How to complete this task — All of the listing should be transcribed exactly.

::: Dataset excerpts

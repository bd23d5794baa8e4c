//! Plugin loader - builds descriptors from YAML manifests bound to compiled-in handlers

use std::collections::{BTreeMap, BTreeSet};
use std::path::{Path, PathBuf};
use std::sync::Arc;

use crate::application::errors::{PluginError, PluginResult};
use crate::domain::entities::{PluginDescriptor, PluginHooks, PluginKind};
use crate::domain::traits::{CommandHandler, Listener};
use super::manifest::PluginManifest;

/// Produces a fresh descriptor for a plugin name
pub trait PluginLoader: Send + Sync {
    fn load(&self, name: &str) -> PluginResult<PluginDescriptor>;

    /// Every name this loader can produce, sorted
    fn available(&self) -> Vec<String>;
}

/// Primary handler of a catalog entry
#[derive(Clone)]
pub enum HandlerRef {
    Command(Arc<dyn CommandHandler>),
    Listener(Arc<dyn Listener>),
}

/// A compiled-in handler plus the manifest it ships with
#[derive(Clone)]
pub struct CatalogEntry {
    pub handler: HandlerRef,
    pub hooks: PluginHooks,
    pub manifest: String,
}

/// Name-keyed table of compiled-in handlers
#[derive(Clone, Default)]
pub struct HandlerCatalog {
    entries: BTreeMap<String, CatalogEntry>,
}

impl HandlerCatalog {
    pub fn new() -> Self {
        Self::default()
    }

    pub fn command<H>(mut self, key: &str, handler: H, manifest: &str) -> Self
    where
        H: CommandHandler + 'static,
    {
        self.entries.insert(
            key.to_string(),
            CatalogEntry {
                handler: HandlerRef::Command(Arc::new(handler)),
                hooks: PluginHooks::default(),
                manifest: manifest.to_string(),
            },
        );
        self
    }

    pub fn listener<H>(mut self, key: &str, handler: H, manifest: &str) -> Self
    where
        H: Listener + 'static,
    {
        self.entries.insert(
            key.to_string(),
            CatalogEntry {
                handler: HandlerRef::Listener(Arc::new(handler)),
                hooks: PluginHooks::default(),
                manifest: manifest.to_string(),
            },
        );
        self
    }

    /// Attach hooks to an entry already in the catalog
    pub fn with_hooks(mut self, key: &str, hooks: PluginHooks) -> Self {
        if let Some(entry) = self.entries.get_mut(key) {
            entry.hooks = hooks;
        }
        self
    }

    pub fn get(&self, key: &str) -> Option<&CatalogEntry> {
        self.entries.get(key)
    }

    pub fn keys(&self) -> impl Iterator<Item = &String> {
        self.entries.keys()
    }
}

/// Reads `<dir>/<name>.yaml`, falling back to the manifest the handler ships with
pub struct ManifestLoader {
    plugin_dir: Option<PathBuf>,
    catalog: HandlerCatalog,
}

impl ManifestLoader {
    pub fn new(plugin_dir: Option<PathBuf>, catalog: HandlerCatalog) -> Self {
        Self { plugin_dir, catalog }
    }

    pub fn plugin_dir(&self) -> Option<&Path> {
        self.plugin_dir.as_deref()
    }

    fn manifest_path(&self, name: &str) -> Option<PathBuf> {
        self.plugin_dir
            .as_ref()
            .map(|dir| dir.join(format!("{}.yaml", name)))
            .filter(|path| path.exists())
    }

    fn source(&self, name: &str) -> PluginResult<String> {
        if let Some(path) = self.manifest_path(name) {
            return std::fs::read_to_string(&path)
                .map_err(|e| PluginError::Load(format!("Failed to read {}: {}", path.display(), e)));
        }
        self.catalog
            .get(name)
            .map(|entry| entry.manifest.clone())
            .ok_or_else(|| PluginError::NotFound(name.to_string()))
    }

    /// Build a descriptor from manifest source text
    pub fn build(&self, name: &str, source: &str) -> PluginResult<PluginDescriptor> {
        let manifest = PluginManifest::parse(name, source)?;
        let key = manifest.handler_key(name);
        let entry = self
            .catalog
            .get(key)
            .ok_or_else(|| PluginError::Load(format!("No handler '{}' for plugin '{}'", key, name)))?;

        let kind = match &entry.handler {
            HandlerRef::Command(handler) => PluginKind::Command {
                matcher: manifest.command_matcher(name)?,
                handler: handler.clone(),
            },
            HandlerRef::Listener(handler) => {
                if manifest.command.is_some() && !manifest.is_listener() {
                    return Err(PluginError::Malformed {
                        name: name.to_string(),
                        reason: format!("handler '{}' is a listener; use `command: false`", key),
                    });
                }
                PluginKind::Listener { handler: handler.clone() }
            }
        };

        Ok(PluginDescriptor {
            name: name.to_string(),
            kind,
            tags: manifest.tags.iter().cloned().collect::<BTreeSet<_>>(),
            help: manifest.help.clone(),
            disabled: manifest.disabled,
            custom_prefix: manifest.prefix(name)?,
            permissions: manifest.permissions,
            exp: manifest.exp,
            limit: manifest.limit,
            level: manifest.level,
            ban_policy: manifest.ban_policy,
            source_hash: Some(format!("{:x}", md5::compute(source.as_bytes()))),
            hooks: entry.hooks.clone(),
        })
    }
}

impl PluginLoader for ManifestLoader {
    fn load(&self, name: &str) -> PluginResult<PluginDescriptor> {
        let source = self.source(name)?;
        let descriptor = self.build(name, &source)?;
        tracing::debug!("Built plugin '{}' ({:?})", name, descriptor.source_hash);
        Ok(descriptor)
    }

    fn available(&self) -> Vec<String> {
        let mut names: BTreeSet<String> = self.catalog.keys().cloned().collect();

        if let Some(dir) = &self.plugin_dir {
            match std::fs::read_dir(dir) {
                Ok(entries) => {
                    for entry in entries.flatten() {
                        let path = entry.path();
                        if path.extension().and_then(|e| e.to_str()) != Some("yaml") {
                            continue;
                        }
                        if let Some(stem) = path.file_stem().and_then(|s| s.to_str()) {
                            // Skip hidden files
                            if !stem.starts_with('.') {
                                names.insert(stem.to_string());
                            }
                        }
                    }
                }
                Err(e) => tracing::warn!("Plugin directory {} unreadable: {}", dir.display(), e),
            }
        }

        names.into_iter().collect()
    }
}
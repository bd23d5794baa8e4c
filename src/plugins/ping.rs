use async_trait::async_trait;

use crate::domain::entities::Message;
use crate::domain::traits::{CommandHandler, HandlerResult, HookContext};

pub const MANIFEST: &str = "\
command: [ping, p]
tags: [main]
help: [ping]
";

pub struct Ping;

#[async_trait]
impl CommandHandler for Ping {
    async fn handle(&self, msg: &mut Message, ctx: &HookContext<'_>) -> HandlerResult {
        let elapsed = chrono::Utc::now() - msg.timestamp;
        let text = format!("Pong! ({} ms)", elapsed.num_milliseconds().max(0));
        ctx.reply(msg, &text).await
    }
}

::::::

Solution to the problem —
repository bd23d5794baa8e4c
//! Plugin loader - builds descriptors from YAML manifests bound to compiled-in handlers

use std::collections::{BTreeMap, BTreeSet};
use std::path::{Path, PathBuf};
use std::sync::Arc;

use crate::application::errors::{PluginError, PluginResult};
use crate::domain::entities::{PluginDescriptor, PluginHooks, PluginKind};
use crate::domain::traits::{CommandHandler, Listener};
use super::manifest::PluginManifest;

/// Produces a fresh descriptor for a plugin name
pub trait PluginLoader: Send + Sync {
    fn load(&self, name: &str) -> PluginResult<PluginDescriptor>;

    /// Every name this loader can produce, sorted
    fn available(&self) -> Vec<String>;
}

/// Primary handler of a catalog entry
#[derive(Clone)]
pub enum HandlerRef {
    Command(Arc<dyn CommandHandler>),
    Listener(Arc<dyn Listener>),
}

/// A compiled-in handler plus the manifest it ships with
#[derive(Clone)]
pub struct CatalogEntry {
    pub handler: HandlerRef,
    pub hooks: PluginHooks,
    pub manifest: String,
}

/// Name-keyed table of compiled-in handlers
#[derive(Clone, Default)]
pub struct HandlerCatalog {
    entries: BTreeMap<String, CatalogEntry>,
}

impl HandlerCatalog {
    pub fn new() -> Self {
        Self::default()
    }

    pub fn command<H>(mut self, key: &str, handler: H, manifest: &str) -> Self
    where
        H: CommandHandler + 'static,
    {
        self.entries.insert(
            key.to_string(),
            CatalogEntry {
                handler: HandlerRef::Command(Arc::new(handler)),
                hooks: PluginHooks::default(),
                manifest: manifest.to_string(),
            },
        );
        self
    }

    pub fn listener<H>(mut self, key: &str, handler: H, manifest: &str) -> Self
    where
        H: Listener + 'static,
    {
        self.entries.insert(
            key.to_string(),
            CatalogEntry {
                handler: HandlerRef::Listener(Arc::new(handler)),
                hooks: PluginHooks::default(),
                manifest: manifest.to_string(),
            },
        );
        self
    }

    /// Attach hooks to an entry already in the catalog
    pub fn with_hooks(mut self, key: &str, hooks: PluginHooks) -> Self {
        if let Some(entry) = self.entries.get_mut(key) {
            entry.hooks = hooks;
        }
        self
    }

    pub fn get(&self, key: &str) -> Option<&CatalogEntry> {
        self.entries.get(key)
    }

    pub fn keys(&self) -> impl Iterator<Item = &String> {
        self.entries.keys()
    }
}

/// Reads `<dir>/<name>.yaml`, falling back to the manifest the handler ships with
pub struct ManifestLoader {
    plugin_dir: Option<PathBuf>,
    catalog: HandlerCatalog,
}

impl ManifestLoader {
    pub fn new(plugin_dir: Option<PathBuf>, catalog: HandlerCatalog) -> Self {
        Self { plugin_dir, catalog }
    }

    pub fn plugin_dir(&self) -> Option<&Path> {
        self.plugin_dir.as_deref()
    }

    fn manifest_path(&self, name: &str) -> Option<PathBuf> {
        self.plugin_dir
            .as_ref()
            .map(|dir| dir.join(format!("{}.yaml", name)))
            .filter(|path| path.exists())
    }

    fn source(&self, name: &str) -> PluginResult<String> {
        if let Some(path) = self.manifest_path(name) {
            return std::fs::read_to_string(&path)
                .map_err(|e| PluginError::Load(format!("Failed to read {}: {}", path.display(), e)));
        }
        self.catalog
            .get(name)
            .map(|entry| entry.manifest.clone())
            .ok_or_else(|| PluginError::NotFound(name.to_string()))
    }

    /// Build a descriptor from manifest source text
    pub fn build(&self, name: &str, source: &str) -> PluginResult<PluginDescriptor> {
        let manifest = PluginManifest::parse(name, source)?;
        let key = manifest.handler_key(name);
        let entry = self
            .catalog
            .get(key)
            .ok_or_else(|| PluginError::Load(format!("No handler '{}' for plugin '{}'", key, name)))?;

        let kind = match &entry.handler {
            HandlerRef::Command(handler) => PluginKind::Command {
                matcher: manifest.command_matcher(name)?,
                handler: handler.clone(),
            },
            HandlerRef::Listener(handler) => {
                if manifest.command.is_some() && !manifest.is_listener() {
                    return Err(PluginError::Malformed {
                        name: name.to_string(),
                        reason: format!("handler '{}' is a listener; use `command: false`", key),
                    });
                }
                PluginKind::Listener { handler: handler.clone() }
            }
        };

        Ok(PluginDescriptor {
            name: name.to_string(),
            kind,
            tags: manifest.tags.iter().cloned().collect::<BTreeSet<_>>(),
            help: manifest.help.clone(),
            disabled: manifest.disabled,
            custom_prefix: manifest.prefix(name)?,
            permissions: manifest.permissions,
            exp: manifest.exp,
            limit: manifest.limit,
            level: manifest.level,
            ban_policy: manifest.ban_policy,
            source_hash: Some(format!("{:x}", md5::compute(source.as_bytes()))),
            hooks: entry.hooks.clone(),
        })
    }
}

impl PluginLoader for ManifestLoader {
    fn load(&self, name: &str) -> PluginResult<PluginDescriptor> {
        let source = self.source(name)?;
        let descriptor = self.build(name, &source)?;
        tracing::debug!("Built plugin '{}' ({:?})", name, descriptor.source_hash);
        Ok(descriptor)
    }

    fn available(&self) -> Vec<String> {
        let mut names: BTreeSet<String> = self.catalog.keys().cloned().collect();

        if let Some(dir) = &self.plugin_dir {
            match std::fs::read_dir(dir) {
                Ok(entries) => {
                    for entry in entries.flatten() {
                        let path = entry.path();
                        if path.extension().and_then(|e| e.to_str()) != Some("yaml") {
                            continue;
                        }
                        if let Some(stem) = path.file_stem().and_then(|s| s.to_str()) {
                            // Skip hidden files
                            if !stem.starts_with('.') {
                                names.insert(stem.to_string());
                            }
                        }
                    }
                }
                Err(e) => tracing::warn!("Plugin directory {} unreadable: {}", dir.display(), e),
            }
        }

        names.into_iter().collect()
    }
}
repository bd23d5794baa8e4c
filename src/plugins/ping.rs
use async_trait::async_trait;

use crate::domain::entities::Message;
use crate::domain::traits::{CommandHandler, HandlerResult, HookContext};

pub const MANIFEST: &str = "\
command: [ping, p]
tags: [main]
help: [ping]
";

pub struct Ping;

#[async_trait]
impl CommandHandler for Ping {
    async fn handle(&self, msg: &mut Message, ctx: &HookContext<'_>) -> HandlerResult {
        let elapsed = chrono::Utc::now() - msg.timestamp;
        let text = format!("Pong! ({} ms)", elapsed.num_milliseconds().max(0));
        ctx.reply(msg, &text).await
    }
}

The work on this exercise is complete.